• ENTRIES SHOWN:
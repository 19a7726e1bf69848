use ratatui::{
    style::{Color, Style},
    widgets::{Block, Borders},
};

pub fn panel_block(title: &str, focused: bool) -> Block<'_> {
    let color = if focused {
        Color::Cyan
    } else {
        Color::DarkGray
    };
    Block::default()
        .borders(Borders::ALL)
        .border_style(Style::default().fg(color))
        .title(title)
}

/// Outcome of a key press offered to the board panel.
#[derive(Debug, Clone, Copy, PartialEq, Eq)]
pub enum KeyHandleResult {
    /// Key was handled; nothing changed that needs persisting.
    Consumed,
    /// Not a board key.
    Ignored,
    /// The board changed; the caller should save a fresh snapshot.
    Mutated,
    /// The user asked to add a task to the focused lane.
    AddTask,
}
use ratatui::{
    layout::{Constraint, Layout, Rect},
    style::{Color, Style},
    text::Span,
    widgets::{Paragraph, Wrap},
    Frame,
};

use super::util::{centered_rect, render_overlay_frame};

/// Centered red box for warnings and failures. Any key dismisses it,
/// so there is no state to keep; the caller owns the message.
pub fn render_error_overlay(frame: &mut Frame, message: &str) {
    let overlay_width = 44u16;
    let inner_width = overlay_width.saturating_sub(6) as usize;

    let msg_lines = if inner_width > 0 {
        message.chars().count().div_ceil(inner_width).max(1)
    } else {
        1
    };
    let content_height = (1 + msg_lines + 1 + 1 + 1) as u16 + 2;
    let overlay_height = content_height.min(frame.area().height.saturating_sub(4));

    let overlay_area = centered_rect(frame.area(), overlay_width, overlay_height);
    let inner = render_overlay_frame(frame, overlay_area, " Error ", Color::Red);

    let rows = Layout::vertical([
        Constraint::Length(1),                // pad
        Constraint::Length(msg_lines as u16), // message
        Constraint::Length(1),                // pad
        Constraint::Length(1),                // hint
        Constraint::Min(0),                   // pad
    ])
    .split(inner);

    let msg_area = Rect {
        x: rows[1].x + 2,
        width: rows[1].width.saturating_sub(4),
        ..rows[1]
    };
    let msg = Paragraph::new(Span::styled(message, Style::default().fg(Color::Red)))
        .wrap(Wrap { trim: true });
    frame.render_widget(msg, msg_area);

    let hint_area = Rect {
        x: rows[3].x + 2,
        width: rows[3].width.saturating_sub(4),
        ..rows[3]
    };
    let hint = Paragraph::new(Span::styled(
        "Press any key to dismiss",
        Style::default().fg(Color::DarkGray),
    ));
    frame.render_widget(hint, hint_area);
}
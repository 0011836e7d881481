use std::path::PathBuf;

use anyhow::Context;
use clap::{ArgGroup, Parser, Subcommand};
use tracing::info;
use tracing_subscriber::{fmt, EnvFilter};

mod app;
mod chart;
mod charts;
mod color;
mod models;
mod series;
mod sink;
mod source;

use crate::sink::{BundleSink, DirectorySink};
use crate::source::{FileSource, LeaderboardSource};

#[derive(Parser)]
#[command(name = "aoc-charts")]
#[command(about = "Chart.js configurations for an Advent of Code private leaderboard", long_about = None)]
struct Cli {
    #[command(subcommand)]
    command: Commands,
}

#[derive(Subcommand)]
enum Commands {
    /// Build the four leaderboard charts
    #[command(group(
        ArgGroup::new("output")
            .args(["out_dir", "stdout"])
            .multiple(false)
    ))]
    Render {
        /// Leaderboard JSON (`-` for stdin); defaults to $AOC_LEADERBOARD
        #[arg(long)]
        input: Option<PathBuf>,
        #[arg(long, default_value = "charts")]
        out_dir: PathBuf,
        /// Print all charts as one JSON object instead of writing files
        #[arg(long)]
        stdout: bool,
        #[arg(long, default_value_t = app::DEFAULT_TOP)]
        top: usize,
        /// Event year; inferred from the earliest star when omitted
        #[arg(long)]
        year: Option<i32>,
    },
    /// List members by score
    Summary {
        #[arg(long)]
        input: Option<PathBuf>,
        #[arg(long, default_value_t = 10)]
        limit: usize,
    },
}

fn resolve_input(input: Option<PathBuf>) -> anyhow::Result<PathBuf> {
    match input {
        Some(path) => Ok(path),
        None => std::env::var("AOC_LEADERBOARD")
            .map(PathBuf::from)
            .context("pass --input or set AOC_LEADERBOARD to a leaderboard JSON file"),
    }
}

/// `RUST_LOG` when it parses, `info` otherwise.
fn log_filter(directives: Option<String>) -> EnvFilter {
    directives
        .and_then(|directives| EnvFilter::try_new(directives).ok())
        .unwrap_or_else(|| EnvFilter::new("info"))
}

#[tokio::main]
async fn main() -> anyhow::Result<()> {
    fmt()
        .with_env_filter(log_filter(std::env::var("RUST_LOG").ok()))
        .with_writer(std::io::stderr)
        .init();

    let cli = Cli::parse();

    match cli.command {
        Commands::Render {
            input,
            out_dir,
            stdout,
            top,
            year,
        } => {
            let source = FileSource::new(resolve_input(input)?);
            info!(input = %source.path().display(), "rendering charts");

            if stdout {
                let mut sink = BundleSink::new();
                app::run(&source, &mut sink, year, top).await?;
                sink.finish(std::io::stdout().lock())?;
            } else {
                let mut sink = DirectorySink::new(out_dir);
                app::run(&source, &mut sink, year, top).await?;
                println!("Charts written to {}.", sink.dir().display());
            }
        }
        Commands::Summary { input, limit } => {
            let source = FileSource::new(resolve_input(input)?);
            let leaderboard = source.fetch().await?;
            print!("{}", app::summary(&leaderboard, limit));
        }
    }

    Ok(())
}
use std::path::{Path, PathBuf};

use anyhow::Context;
use tokio::io::{AsyncRead, AsyncReadExt};

use crate::models::Leaderboard;

/// Supplies the leaderboard payload the charts are built from.
pub trait LeaderboardSource {
    async fn fetch(&self) -> anyhow::Result<Leaderboard>;
}

/// Reads the payload from a JSON file, or from stdin when the path is `-`.
pub struct FileSource {
    path: PathBuf,
}

impl FileSource {
    pub fn new(path: impl Into<PathBuf>) -> Self {
        Self { path: path.into() }
    }

    pub fn path(&self) -> &Path {
        &self.path
    }
}

impl LeaderboardSource for FileSource {
    async fn fetch(&self) -> anyhow::Result<Leaderboard> {
        if self.path.as_path() == Path::new("-") {
            return read_leaderboard(tokio::io::stdin(), "stdin").await;
        }

        let file = tokio::fs::File::open(&self.path)
            .await
            .with_context(|| format!("failed to read {}", self.path.display()))?;
        read_leaderboard(file, &self.path.display().to_string()).await
    }
}

/// Reads a whole payload from `reader`; `origin` names it in errors.
pub async fn read_leaderboard<R>(mut reader: R, origin: &str) -> anyhow::Result<Leaderboard>
where
    R: AsyncRead + Unpin,
{
    let mut text = String::new();
    reader
        .read_to_string(&mut text)
        .await
        .with_context(|| format!("failed to read {origin}"))?;

    parse_leaderboard(&text).with_context(|| format!("invalid leaderboard payload in {origin}"))
}

pub fn parse_leaderboard(text: &str) -> anyhow::Result<Leaderboard> {
    Ok(serde_json::from_str(text)?)
}

#[cfg(test)]
mod tests {
    use super::*;

    fn temp_file(name: &str, contents: &str) -> PathBuf {
        let path = std::env::temp_dir().join(format!(
            "aoc-charts-source-{}-{name}",
            std::process::id()
        ));
        std::fs::write(&path, contents).unwrap();
        path
    }

    #[tokio::test]
    async fn reads_leaderboard_from_file() {
        let path = temp_file(
            "ok.json",
            r##"{"members": [{"id": 1, "name": "Avery", "color": "#112233", "score": 5}]}"##,
        );

        let leaderboard = FileSource::new(&path).fetch().await.unwrap();
        assert_eq!(leaderboard.members.len(), 1);
        assert_eq!(leaderboard.members[0].name, "Avery");

        std::fs::remove_file(path).unwrap();
    }

    #[tokio::test]
    async fn reports_missing_file_with_path() {
        let error = FileSource::new("/nonexistent/leaderboard.json")
            .fetch()
            .await
            .unwrap_err();
        assert!(error.to_string().contains("/nonexistent/leaderboard.json"));
    }

    #[tokio::test]
    async fn rejects_malformed_json() {
        let path = temp_file("bad.json", "{ not json");

        let error = FileSource::new(&path).fetch().await.unwrap_err();
        assert!(error.to_string().starts_with("invalid leaderboard payload"));

        std::fs::remove_file(path).unwrap();
    }

    #[test]
    fn empty_object_is_an_empty_leaderboard() {
        let leaderboard = parse_leaderboard("{}").unwrap();
        assert!(leaderboard.members.is_empty());
        assert!(leaderboard.max_moment().is_none());
    }

    #[tokio::test]
    async fn reads_leaderboard_from_any_reader() {
        let payload: &[u8] = br##"{"members": [{"id": "9", "name": "Kiara", "score": 3}]}"##;

        let leaderboard = read_leaderboard(payload, "stdin").await.unwrap();
        assert_eq!(leaderboard.members[0].id, "9");
        assert_eq!(leaderboard.members[0].score, 3);

        let error = read_leaderboard(&b"[1, 2"[..], "stdin").await.unwrap_err();
        assert_eq!(error.to_string(), "invalid leaderboard payload in stdin");
    }
}
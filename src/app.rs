use std::fmt::Write;

use anyhow::Context;
use chrono::{DateTime, Datelike, TimeZone, Utc};
use tracing::info;

use crate::chart::ChartConfig;
use crate::charts;
use crate::models::Leaderboard;
use crate::sink::ChartSink;
use crate::source::LeaderboardSource;

pub const DEFAULT_TOP: usize = 3;

#[derive(Debug, Clone)]
pub struct ChartSettings {
    /// Members shown in the time-per-star chart.
    pub top: usize,
    /// Left edge of the time axes: 05:00 UTC the day before the first puzzle.
    pub event_start: DateTime<Utc>,
}

impl ChartSettings {
    pub fn for_year(year: i32, top: usize) -> anyhow::Result<Self> {
        let event_start = Utc
            .with_ymd_and_hms(year, 11, 30, 5, 0, 0)
            .single()
            .with_context(|| format!("invalid event year {year}"))?;
        Ok(Self { top, event_start })
    }

    /// Uses the given year, else the event the earliest star belongs to, else
    /// the current year.
    pub fn resolve(leaderboard: &Leaderboard, year: Option<i32>, top: usize) -> anyhow::Result<Self> {
        let year = year
            .or_else(|| leaderboard.first_moment().map(event_year))
            .unwrap_or_else(|| Utc::now().year());
        Self::for_year(year, top)
    }
}

/// Puzzles unlock in December, so anything earned before it belongs to the
/// previous year's event.
pub fn event_year(moment: DateTime<Utc>) -> i32 {
    if moment.month() < 12 {
        moment.year() - 1
    } else {
        moment.year()
    }
}

pub fn summary(leaderboard: &Leaderboard, limit: usize) -> String {
    let mut output = String::new();

    if leaderboard.members.is_empty() {
        let _ = writeln!(output, "No members on this leaderboard.");
        return output;
    }

    let _ = writeln!(output, "Members by score:");
    for member in leaderboard.top_members(limit) {
        let _ = writeln!(
            output,
            "- {} score {} with {} stars",
            member.name,
            member.score,
            member.stars.len()
        );
    }

    output
}

/// Fetches the leaderboard once and draws every chart into `sink`.
pub async fn run<L, S>(
    source: &L,
    sink: &mut S,
    year: Option<i32>,
    top: usize,
) -> anyhow::Result<Leaderboard>
where
    L: LeaderboardSource,
    S: ChartSink,
{
    let leaderboard = source.fetch().await?;
    info!(members = leaderboard.members.len(), "leaderboard loaded");

    let settings = ChartSettings::resolve(&leaderboard, year, top)?;
    render_all(&leaderboard, sink, &settings)?;
    Ok(leaderboard)
}

pub fn render_all<S: ChartSink>(
    leaderboard: &Leaderboard,
    sink: &mut S,
    settings: &ChartSettings,
) -> anyhow::Result<()> {
    draw(
        sink,
        charts::STARS_OVER_TIME,
        charts::stars_over_time(leaderboard, settings),
    )?;
    draw(sink, charts::DAY_VS_TIME, charts::day_vs_time(leaderboard))?;
    draw(
        sink,
        charts::POINTS_OVER_TIME,
        charts::points_over_time(leaderboard, settings),
    )?;
    draw(
        sink,
        charts::TIME_PER_STAR,
        charts::time_per_star(leaderboard, settings),
    )?;
    Ok(())
}

fn draw<S: ChartSink>(sink: &mut S, canvas: &str, config: ChartConfig) -> anyhow::Result<()> {
    sink.draw(canvas, &config)
        .with_context(|| format!("failed to draw {canvas}"))?;
    info!(canvas, datasets = config.data.datasets.len(), "chart drawn");
    Ok(())
}
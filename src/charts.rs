use crate::app::ChartSettings;
use crate::chart::{
    Axis, AxisValue, ChartConfig, ChartData, ChartKind, ChartOptions, DataPoint, Dataset,
    SeriesData, Ticks,
};
use crate::color::hex_to_rgb;
use crate::models::{Leaderboard, Member};
use crate::series;

pub const STARS_OVER_TIME: &str = "starsOverTime";
pub const POINTS_OVER_TIME: &str = "pointsOverTime";
pub const DAY_VS_TIME: &str = "dayVsTime";
pub const TIME_PER_STAR: &str = "timePerStar";

const SECOND_STAR_ALPHA: f64 = 0.7;
const LOG_MINUTES_LABEL: &str = "minutes taken per star (log scale)";

pub fn stars_over_time(leaderboard: &Leaderboard, settings: &ChartSettings) -> ChartConfig {
    let datasets = leaderboard
        .members
        .iter()
        .map(|member| timeline_dataset(member, series::cumulative_stars(member)))
        .collect();

    ChartConfig {
        kind: ChartKind::Line,
        data: ChartData {
            labels: None,
            datasets,
        },
        options: ChartOptions::titled(
            "Leaderboard (stars)",
            Axis::days("Day of Advent", settings.event_start, leaderboard.max_moment()),
            Axis::labelled("nr of stars").with_ticks(Ticks {
                min: Some(0.0),
                step_size: Some(1.0),
                ..Ticks::default()
            }),
        ),
    }
}

pub fn points_over_time(leaderboard: &Leaderboard, settings: &ChartSettings) -> ChartConfig {
    let datasets = leaderboard
        .members
        .iter()
        .map(|member| timeline_dataset(member, series::cumulative_points(member)))
        .collect();

    ChartConfig {
        kind: ChartKind::Line,
        data: ChartData {
            labels: None,
            datasets,
        },
        options: ChartOptions::titled(
            "Leaderboard (points)",
            Axis::days("Day of Advent", settings.event_start, leaderboard.max_moment()),
            Axis::labelled("cumulative points").with_ticks(Ticks {
                min: Some(0.0),
                ..Ticks::default()
            }),
        ),
    }
}

pub fn day_vs_time(leaderboard: &Leaderboard) -> ChartConfig {
    let datasets = leaderboard
        .members
        .iter()
        .map(|member| Dataset {
            label: member.name.clone(),
            background_color: Some(member.color.clone()),
            border_width: Some(1.0),
            border_color: Some("#000".to_string()),
            point_radius: Some(6.0),
            data: SeriesData::Points(
                series::day_vs_time(member)
                    .into_iter()
                    .map(|(x, y)| DataPoint {
                        x: AxisValue::Number(x),
                        y,
                    })
                    .collect(),
            ),
            ..Dataset::default()
        })
        .collect();

    ChartConfig {
        kind: ChartKind::Scatter,
        data: ChartData {
            labels: None,
            datasets,
        },
        options: ChartOptions::titled(
            "Stars vs Log10(minutes taken per star)",
            Axis::labelled("star progress").with_ticks(Ticks {
                min: Some(0.0),
                max: Some(series::DAYS as f64),
                step_size: Some(1.0),
            }),
            Axis::labelled(LOG_MINUTES_LABEL),
        ),
    }
}

pub fn time_per_star(leaderboard: &Leaderboard, settings: &ChartSettings) -> ChartConfig {
    let top = leaderboard.top_members(settings.top);
    let mut datasets = Vec::with_capacity(top.len() * 2);

    for member in &top {
        let times = series::time_per_star(leaderboard, member);
        let stack = format!("Stack {}", member.name);

        datasets.push(Dataset {
            label: format!("{} (★)", member.name),
            stack: Some(stack.clone()),
            background_color: Some(member.color.clone()),
            data: SeriesData::Values(times.first),
            ..Dataset::default()
        });
        datasets.push(Dataset {
            label: format!("{} (★★)", member.name),
            stack: Some(stack),
            background_color: Some(hex_to_rgb(&member.color, Some(SECOND_STAR_ALPHA))),
            data: SeriesData::Values(times.second),
            ..Dataset::default()
        });
    }

    ChartConfig {
        kind: ChartKind::Bar,
        data: ChartData {
            labels: Some((1..=series::DAYS).collect()),
            datasets,
        },
        options: ChartOptions::titled(
            format!("Log10(minutes taken per star) of top {} players", top.len()),
            Axis::labelled("Day of Advent").stacked(),
            Axis::labelled(LOG_MINUTES_LABEL).stacked(),
        ),
    }
}

fn timeline_dataset(
    member: &Member,
    points: Vec<(chrono::DateTime<chrono::Utc>, u32)>,
) -> Dataset {
    Dataset {
        label: member.name.clone(),
        cubic_interpolation_mode: Some("monotone"),
        fill: Some(false),
        border_width: Some(1.5),
        border_color: Some(member.color.clone()),
        background_color: Some(member.color.clone()),
        data: SeriesData::Points(
            points
                .into_iter()
                .map(|(at, value)| DataPoint {
                    x: AxisValue::Time(at),
                    y: Some(value as f64),
                })
                .collect(),
        ),
        ..Dataset::default()
    }
}
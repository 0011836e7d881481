use chrono::{DateTime, Utc};
use tracing::warn;

use crate::models::{Leaderboard, Member, Star};

pub const DAYS: u32 = 25;

/// Per-day log10 minutes for the two stars of a member; index 0 is day 1.
#[derive(Debug, Clone, PartialEq)]
pub struct DailyStarTimes {
    pub first: Vec<Option<f64>>,
    pub second: Vec<Option<f64>>,
}

/// Log scale for display. Zero and negative durations have no logarithm and
/// become gaps in the chart.
pub fn log10_or_gap(value: f64) -> Option<f64> {
    let scaled = value.log10();
    scaled.is_finite().then_some(scaled)
}

/// Stars without a timestamp are left out of the time series.
pub fn cumulative_stars(member: &Member) -> Vec<(DateTime<Utc>, u32)> {
    member
        .stars
        .iter()
        .filter_map(|star| star.moment.map(|at| (at, star.stars_after)))
        .collect()
}

pub fn cumulative_points(member: &Member) -> Vec<(DateTime<Utc>, u32)> {
    member
        .stars
        .iter()
        .filter_map(|star| star.moment.map(|at| (at, star.points_after)))
        .collect()
}

pub fn star_progress(star: &Star) -> f64 {
    star.day_nr as f64 + star.star_nr as f64 / 2.0 - 1.0
}

pub fn day_vs_time(member: &Member) -> Vec<(f64, Option<f64>)> {
    member
        .stars
        .iter()
        .map(|star| (star_progress(star), log10_or_gap(star.time_taken)))
        .collect()
}

pub fn time_per_star(leaderboard: &Leaderboard, member: &Member) -> DailyStarTimes {
    let stars = leaderboard.all_stars();
    let find = |day: u32, key: &str| {
        stars
            .iter()
            .copied()
            .find(|star| star.member_id == member.id && star.day_nr == day && star.key() == key)
    };

    let mut first = Vec::with_capacity(DAYS as usize);
    let mut second = Vec::with_capacity(DAYS as usize);

    for day in 1..=DAYS {
        let star1 = find(day, "1");
        let star2 = find(day, "2");

        first.push(star1.and_then(|star| log10_or_gap(star.time_taken)));
        second.push(match (star1, star2) {
            (Some(star1), Some(star2)) => log10_or_gap(star2.time_taken - star1.time_taken),
            (None, Some(_)) => {
                warn!(member = %member.name, day, "second star recorded without a first star");
                None
            }
            _ => None,
        });
    }

    DailyStarTimes { first, second }
}

#[cfg(test)]
mod tests {
    use super::*;
    use crate::models::tests::{member, star};

    fn leaderboard_of(members: Vec<Member>) -> Leaderboard {
        Leaderboard {
            members,
            stars: Vec::new(),
            max_moment: None,
        }
    }

    fn close(value: Option<f64>, expected: f64) -> bool {
        value.is_some_and(|v| (v - expected).abs() < 1e-9)
    }

    #[test]
    fn star_progress_places_half_days() {
        assert_eq!(star_progress(&star("1", 5, 1, 10.0)), 4.5);
        assert_eq!(star_progress(&star("1", 5, 2, 10.0)), 5.0);
        assert_eq!(star_progress(&star("1", 1, 1, 10.0)), 0.5);
    }

    #[test]
    fn log_scale_turns_zero_into_gap() {
        assert!(close(log10_or_gap(100.0), 2.0));
        assert!(close(log10_or_gap(1.0), 0.0));
        assert_eq!(log10_or_gap(0.0), None);
        assert_eq!(log10_or_gap(-3.0), None);
    }

    #[test]
    fn cumulative_stars_never_decrease() {
        let mut stars = vec![
            star("1", 1, 1, 5.0),
            star("1", 1, 2, 9.0),
            star("1", 2, 1, 20.0),
        ];
        for (index, s) in stars.iter_mut().enumerate() {
            s.stars_after = index as u32 + 1;
            s.points_after = (index as u32 + 1) * 3;
        }
        let m = member("1", "Avery", 9, stars);

        let series = cumulative_stars(&m);
        assert_eq!(series.len(), 3);
        assert!(series.windows(2).all(|pair| pair[0].1 <= pair[1].1));
        assert!(series.windows(2).all(|pair| pair[0].0 <= pair[1].0));

        let points: Vec<u32> = cumulative_points(&m).into_iter().map(|(_, p)| p).collect();
        assert_eq!(points, vec![3, 6, 9]);
    }

    #[test]
    fn day_vs_time_uses_log_minutes() {
        let m = member("1", "Avery", 2, vec![star("1", 3, 1, 1000.0), star("1", 3, 2, 0.0)]);
        let points = day_vs_time(&m);
        assert_eq!(points.len(), 2);
        assert_eq!(points[0].0, 2.5);
        assert!(close(points[0].1, 3.0));
        assert_eq!(points[1], (3.0, None));
    }

    #[test]
    fn time_per_star_splits_second_star_from_first() {
        let m = member(
            "1",
            "Avery",
            4,
            vec![star("1", 1, 1, 10.0), star("1", 1, 2, 110.0), star("1", 2, 1, 1.0)],
        );
        let leaderboard = leaderboard_of(vec![m.clone()]);

        let times = time_per_star(&leaderboard, &m);
        assert_eq!(times.first.len(), DAYS as usize);
        assert_eq!(times.second.len(), DAYS as usize);
        assert!(close(times.first[0], 1.0));
        assert!(close(times.second[0], 2.0));
        assert!(close(times.first[1], 0.0));
        assert_eq!(times.second[1], None);
        assert!(times.first[2..].iter().all(Option::is_none));
    }

    #[test]
    fn second_star_without_first_is_a_gap() {
        let m = member("1", "Avery", 1, vec![star("1", 4, 2, 50.0)]);
        let leaderboard = leaderboard_of(vec![m.clone()]);

        let times = time_per_star(&leaderboard, &m);
        assert_eq!(times.first[3], None);
        assert_eq!(times.second[3], None);
    }

    #[test]
    fn time_per_star_ignores_other_members() {
        let avery = member("1", "Avery", 2, vec![star("1", 1, 1, 10.0)]);
        let jules = member("2", "Jules", 2, vec![star("2", 1, 1, 1000.0)]);
        let leaderboard = leaderboard_of(vec![avery.clone(), jules]);

        let times = time_per_star(&leaderboard, &avery);
        assert!(close(times.first[0], 1.0));
    }

    #[test]
    fn undated_stars_drop_out_of_time_series_only() {
        let mut undated = star("1", 2, 1, 100.0);
        undated.moment = None;
        undated.stars_after = 2;
        let mut dated = star("1", 1, 1, 10.0);
        dated.stars_after = 1;
        let m = member("1", "Avery", 2, vec![dated, undated]);

        let series = cumulative_stars(&m);
        assert_eq!(series.len(), 1);
        assert_eq!(series[0].1, 1);
        assert_eq!(cumulative_points(&m).len(), 1);

        let points = day_vs_time(&m);
        assert_eq!(points.len(), 2);
        assert_eq!(points[1].0, 1.5);
        assert!(close(points[1].1, 2.0));
    }

    #[test]
    fn time_per_star_reads_the_flat_star_list() {
        let json = r##"{
            "members": [
                {
                    "id": 7,
                    "name": "Avery",
                    "color": "#102030",
                    "score": 4,
                    "stars": [
                        { "memberId": 7, "dayNr": 9, "starNr": 1, "timeTaken": 5 }
                    ]
                }
            ],
            "stars": [
                { "memberId": 7, "dayNr": 3, "starKey": "1", "timeTaken": 10 },
                { "memberId": 7, "dayNr": 3, "starKey": "2", "timeTaken": 1010 },
                { "memberId": 7, "dayNr": 4, "starKey": "2", "timeTaken": 40 },
                { "memberId": 8, "dayNr": 5, "starKey": "1", "timeTaken": 100 }
            ]
        }"##;
        let leaderboard: Leaderboard = serde_json::from_str(json).unwrap();
        assert_eq!(leaderboard.all_stars().len(), 4);

        let times = time_per_star(&leaderboard, &leaderboard.members[0]);
        assert!(close(times.first[2], 1.0));
        assert!(close(times.second[2], 3.0));
        assert_eq!(times.first[3], None);
        assert_eq!(times.second[3], None);
        assert_eq!(times.first[4], None);
        assert_eq!(times.first[8], None);
    }
}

• TASK ITEM: From the records above, transcribe exactly the run of lines that opens with the line holding "use crate::color::hex_to_rgb;" and closes with the line holding "const SECOND_STAR_ALPHA: f64 = 0.7;", both included.

• EXERCISE SOLUTION:
use crate::color::hex_to_rgb;
use crate::models::{Leaderboard, Member};
use crate::series;

pub const STARS_OVER_TIME: &str = "starsOverTime";
pub const POINTS_OVER_TIME: &str = "pointsOverTime";
pub const DAY_VS_TIME: &str = "dayVsTime";
pub const TIME_PER_STAR: &str = "timePerStar";

const SECOND_STAR_ALPHA: f64 = 0.7;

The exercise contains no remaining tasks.